The challenges for the city include being in range of bushfire, and also the potential for civil unrest. Amberley RAAF base is nearby, and it provides air security for the city, something that is particularly crucial for the data centre, she says.
The planning has emphasised stormwater management to prevent flood issues, and Springfield was not affected by the major flooding that has several times affected the region this decade, including nearby Ipswich.
Ensuring water supplies in drought is another consideration.
“Water will be a challenge for the nation going forward,” Sinnathamby says.
“We need to be drought-proofing our homes, and the [development] industry needs to look at buildings and houses in terms of drought.”

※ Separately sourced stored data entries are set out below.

//! Wall-clock capability used to stamp new items.
//!
//! # Responsibility
//! - Decouple timestamp capture from the ambient system time.
//!
//! # Invariants
//! - Returned timestamps carry whole seconds only.

use chrono::{Duration, Local, NaiveDateTime, Timelike};
use std::cell::Cell;

/// Source of "now" for item creation.
pub trait Clock {
    fn now(&self) -> NaiveDateTime;
}

/// Local system time, truncated to seconds.
#[derive(Debug, Clone, Copy, Default)]
pub struct SystemClock;

impl Clock for SystemClock {
    fn now(&self) -> NaiveDateTime {
        let now = Local::now().naive_local();
        now.with_nanosecond(0).unwrap_or(now)
    }
}

/// Deterministic clock for tests and scripted sessions.
#[derive(Debug, Clone)]
pub struct FixedClock {
    current: Cell<NaiveDateTime>,
}

impl FixedClock {
    pub fn new(at: NaiveDateTime) -> Self {
        let at = at.with_nanosecond(0).unwrap_or(at);
        Self {
            current: Cell::new(at),
        }
    }

    /// Moves the clock forward by `seconds`.
    pub fn advance(&self, seconds: i64) {
        self.current
            .set(self.current.get() + Duration::seconds(seconds));
    }
}

impl Clock for FixedClock {
    fn now(&self) -> NaiveDateTime {
        self.current.get()
    }
}

impl<C: Clock + ?Sized> Clock for &C {
    fn now(&self) -> NaiveDateTime {
        (**self).now()
    }
}

#[cfg(test)]
mod tests {
    use super::{Clock, FixedClock, SystemClock};
    use chrono::{NaiveDate, Timelike};

    #[test]
    fn system_clock_has_no_subseconds() {
        assert_eq!(SystemClock.now().nanosecond(), 0);
    }

    #[test]
    fn fixed_clock_advances() {
        let start = NaiveDate::from_ymd_opt(2026, 1, 1)
            .and_then(|d| d.and_hms_opt(23, 59, 59))
            .unwrap();
        let clock = FixedClock::new(start);
        assert_eq!(clock.now(), start);

        clock.advance(1);
        assert_eq!(
            clock.now().format("%Y-%m-%dT%H:%M:%S").to_string(),
            "2026-01-02T00:00:00"
        );
    }
}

Greater Springfield has won numerous awards over recent years, including the UDIA National Master Planned Community Award in 2015, the 2014 the Queensland’s President’s Award Master Planned Community, the international FIABCI Prix D’Excellence Award for World’s Best Master Planned Community in 2010, as well as the 2010 UDIA Presidents Award, UDIA Master Planned Community Award and PCA Master Planned Development Award.
SLC estimates that on completion, the investment in Greater Springfield will amount to more than $85 billion. To date more than $10.3 billion has been invested, and a growth in expenditure of more than $600 million was expected through 2015.